Neste Natal, antes de abrir os presentes, da primeira champanhe, ou de outra bebida qualquer; antes de se fartar com os pratos cuidadosamente preparados, medite um pouco sobre sua vida e sobre a vida de seus semelhantes.
Procure entender que se sua mesa é farta, se sua árvore está cheia de presentes, tem muita gente, que nesse mesmo instante, está padecendo de alguma dor.
Alguém, em algum lugar qualquer, enquanto você degusta uma champanhe, pode estar sentindo a sede que só os mais sofridos possuem.
No exato momento em que você estiver se preparando para fazer o primeiro corte em seu assado, uma barriga distante pode estar roncando.
Na hora dos presentes, quando você estiver abrindo o seu, lembre-se de que muitas pessoas não estarão vivendo a mesma emoção.
Claro que você não tem culpa alguma disso. Mas você pode fazer alguma coisa.
É comum, em dias como esse, que a campainha da casa onde você mora toque muitas vezes. Se você desejar fazer algo, atenda à porta. E não diga, em hipótese nenhuma, “hoje não tem”. Lembre-se que logo mais à noite e também no almoço de Natal, sua mesa estará farta. Lembre-se que embaixo de sua árvore tem presentes suficientes e que apenas um, poderá dar uma alegria muito grande para quem o receber.
Se sua mesa, entretanto, não tiver aquela fartura e sobre ela tiver apenas um frango assado, um arroz branco e uma cerveja, no lugar do champanhe, alguém, em algum lugar daria tudo para saborear uma asinha de seu frango.
Você pode fazer alguma coisa, pelo menos nesse dia, você pode.
Na hora da ceia agradeça por aquilo de que você dispõe. Faça o mesmo no almoço de Natal.

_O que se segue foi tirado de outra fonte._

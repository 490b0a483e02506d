//! Deterministic dataset identity keys.
//!
//! A key names exactly one cached artifact:
//! `{TICKER}_{kind-tag}_{encoded-params}`.
//!
//! Sources refreshed daily (headlines, social posts, profile) embed the as-of
//! day, so a request made on a new day resolves to a new key and bypasses
//! yesterday's artifact. Price history is keyed only by its explicit range and
//! is a snapshot: a range ending today is frozen as fetched and never expires.

use chrono::{Duration, NaiveDate};
use serde::{Deserialize, Serialize};
use std::fmt;

use super::provider::DataError;

/// Length of the trailing social-post window in calendar days.
pub const SOCIAL_WINDOW_DAYS: i64 = 8;

/// What kind of data a key names.
#[derive(Debug, Clone, Copy, PartialEq, Eq, Hash, Serialize, Deserialize)]
#[serde(rename_all = "kebab-case")]
pub enum DatasetKind {
    Price,
    Headlines,
    SocialPosts,
    Profile,
}

impl DatasetKind {
    /// Tag used in the storage name.
    pub fn tag(self) -> &'static str {
        match self {
            DatasetKind::Price => "HisPrice",
            DatasetKind::Headlines => "HisNews",
            DatasetKind::SocialPosts => "Tweets",
            DatasetKind::Profile => "Stats",
        }
    }

    fn from_tag(tag: &str) -> Option<Self> {
        match tag {
            "HisPrice" => Some(DatasetKind::Price),
            "HisNews" => Some(DatasetKind::Headlines),
            "Tweets" => Some(DatasetKind::SocialPosts),
            "Stats" => Some(DatasetKind::Profile),
            _ => None,
        }
    }
}

impl fmt::Display for DatasetKind {
    fn fmt(&self, f: &mut fmt::Formatter<'_>) -> fmt::Result {
        let s = match self {
            DatasetKind::Price => "price",
            DatasetKind::Headlines => "headlines",
            DatasetKind::SocialPosts => "social-posts",
            DatasetKind::Profile => "profile",
        };
        f.write_str(s)
    }
}

/// Parameters that complete a key.
#[derive(Debug, Clone, Copy, PartialEq, Eq, Hash, Serialize, Deserialize)]
#[serde(tag = "type", rename_all = "snake_case")]
pub enum KeyParams {
    /// Explicit date range. Inclusive for price; for social posts `end` is
    /// the as-of day and is excluded, since the search buckets only cover
    /// complete days.
    Range { start: NaiveDate, end: NaiveDate },
    /// Page count read on a given day (headlines).
    Pages { as_of: NaiveDate, pages: u32 },
    /// A single as-of day (profile).
    AsOf { as_of: NaiveDate },
}

/// Identity of one cached dataset.
#[derive(Debug, Clone, PartialEq, Eq, Hash, Serialize, Deserialize)]
pub struct DatasetKey {
    kind: DatasetKind,
    ticker: String,
    params: KeyParams,
}

impl DatasetKey {
    /// Resolve and validate a key.
    ///
    /// Tickers are upper-cased and restricted to `[A-Z0-9.^=-]`; the storage
    /// separator `_` can therefore never appear inside a component.
    pub fn resolve(
        kind: DatasetKind,
        ticker: &str,
        params: KeyParams,
    ) -> Result<Self, DataError> {
        let ticker = normalize_ticker(ticker)?;

        match (kind, params) {
            (DatasetKind::Price | DatasetKind::SocialPosts, KeyParams::Range { start, end }) => {
                if start > end {
                    return Err(DataError::InvalidKey(format!(
                        "start {start} is after end {end}"
                    )));
                }
            }
            (DatasetKind::Headlines, KeyParams::Pages { pages, .. }) => {
                if pages == 0 {
                    return Err(DataError::InvalidKey("page count must be at least 1".into()));
                }
            }
            (DatasetKind::Profile, KeyParams::AsOf { .. }) => {}
            (kind, params) => {
                return Err(DataError::InvalidKey(format!(
                    "{kind} keys do not take {params:?}"
                )));
            }
        }

        Ok(Self {
            kind,
            ticker,
            params,
        })
    }

    pub fn price(ticker: &str, start: NaiveDate, end: NaiveDate) -> Result<Self, DataError> {
        Self::resolve(DatasetKind::Price, ticker, KeyParams::Range { start, end })
    }

    pub fn headlines(ticker: &str, as_of: NaiveDate, pages: u32) -> Result<Self, DataError> {
        Self::resolve(
            DatasetKind::Headlines,
            ticker,
            KeyParams::Pages { as_of, pages },
        )
    }

    /// Social-post key for the trailing window `[as_of - 8d, as_of)`.
    pub fn social_posts(ticker: &str, as_of: NaiveDate) -> Result<Self, DataError> {
        let start = as_of - Duration::days(SOCIAL_WINDOW_DAYS);
        Self::resolve(
            DatasetKind::SocialPosts,
            ticker,
            KeyParams::Range { start, end: as_of },
        )
    }

    pub fn profile(ticker: &str, as_of: NaiveDate) -> Result<Self, DataError> {
        Self::resolve(DatasetKind::Profile, ticker, KeyParams::AsOf { as_of })
    }

    pub fn kind(&self) -> DatasetKind {
        self.kind
    }

    pub fn ticker(&self) -> &str {
        &self.ticker
    }

    pub fn params(&self) -> KeyParams {
        self.params
    }

    /// Storage name without extension, e.g. `AAPL_HisNews_20240310_p3`.
    pub fn storage_name(&self) -> String {
        let params = match self.params {
            KeyParams::Range { start, end } => {
                format!("{}_{}", compact(start), compact(end))
            }
            KeyParams::Pages { as_of, pages } => format!("{}_p{pages}", compact(as_of)),
            KeyParams::AsOf { as_of } => compact(as_of),
        };
        format!("{}_{}_{}", self.ticker, self.kind.tag(), params)
    }

    /// Parse a storage name produced by [`storage_name`](Self::storage_name).
    pub fn from_storage_name(name: &str) -> Option<Self> {
        let mut parts = name.split('_');
        let ticker = parts.next()?;
        let kind = DatasetKind::from_tag(parts.next()?)?;
        let rest: Vec<&str> = parts.collect();

        let params = match (kind, rest.as_slice()) {
            (DatasetKind::Price | DatasetKind::SocialPosts, [start, end]) => KeyParams::Range {
                start: parse_compact(start)?,
                end: parse_compact(end)?,
            },
            (DatasetKind::Headlines, [as_of, pages]) => KeyParams::Pages {
                as_of: parse_compact(as_of)?,
                pages: pages.strip_prefix('p')?.parse().ok()?,
            },
            (DatasetKind::Profile, [as_of]) => KeyParams::AsOf {
                as_of: parse_compact(as_of)?,
            },
            _ => return None,
        };

        Self::resolve(kind, ticker, params).ok()
    }

    /// BLAKE3 digest of the canonical JSON form of this key.
    pub fn fingerprint(&self) -> String {
        // Field order is fixed by the struct definition, so the JSON is canonical.
        let json = serde_json::to_string(self).unwrap_or_else(|_| self.storage_name());
        blake3::hash(json.as_bytes()).to_hex().to_string()
    }
}

impl fmt::Display for DatasetKey {
    fn fmt(&self, f: &mut fmt::Formatter<'_>) -> fmt::Result {
        f.write_str(&self.storage_name())
    }
}

fn normalize_ticker(raw: &str) -> Result<String, DataError> {
    let ticker = raw.trim().to_ascii_uppercase();
    if ticker.is_empty() {
        return Err(DataError::InvalidKey("ticker is empty".into()));
    }
    if let Some(bad) = ticker
        .chars()
        .find(|c| !(c.is_ascii_alphanumeric() || matches!(c, '.' | '^' | '=' | '-')))
    {
        return Err(DataError::InvalidKey(format!(
            "ticker '{raw}' contains unsupported character '{bad}'"
        )));
    }
    Ok(ticker)
}

fn compact(date: NaiveDate) -> String {
    date.format("%Y%m%d").to_string()
}

fn parse_compact(s: &str) -> Option<NaiveDate> {
    NaiveDate::parse_from_str(s, "%Y%m%d").ok()
}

Peça a Deus para que aqueles que não têm nada possam estar recebendo algo de alguém.
Lembre-se daquele que é o dono da festa, que chamará muitos mas escolherá poucos.
Assim, não comemore, apenas celebre.
Isto é o mínimo que você pode fazer. Faça o mínimo e você verá que o seu Natal será realmente feliz.
Um Feliz Natal para todos, inclusive você!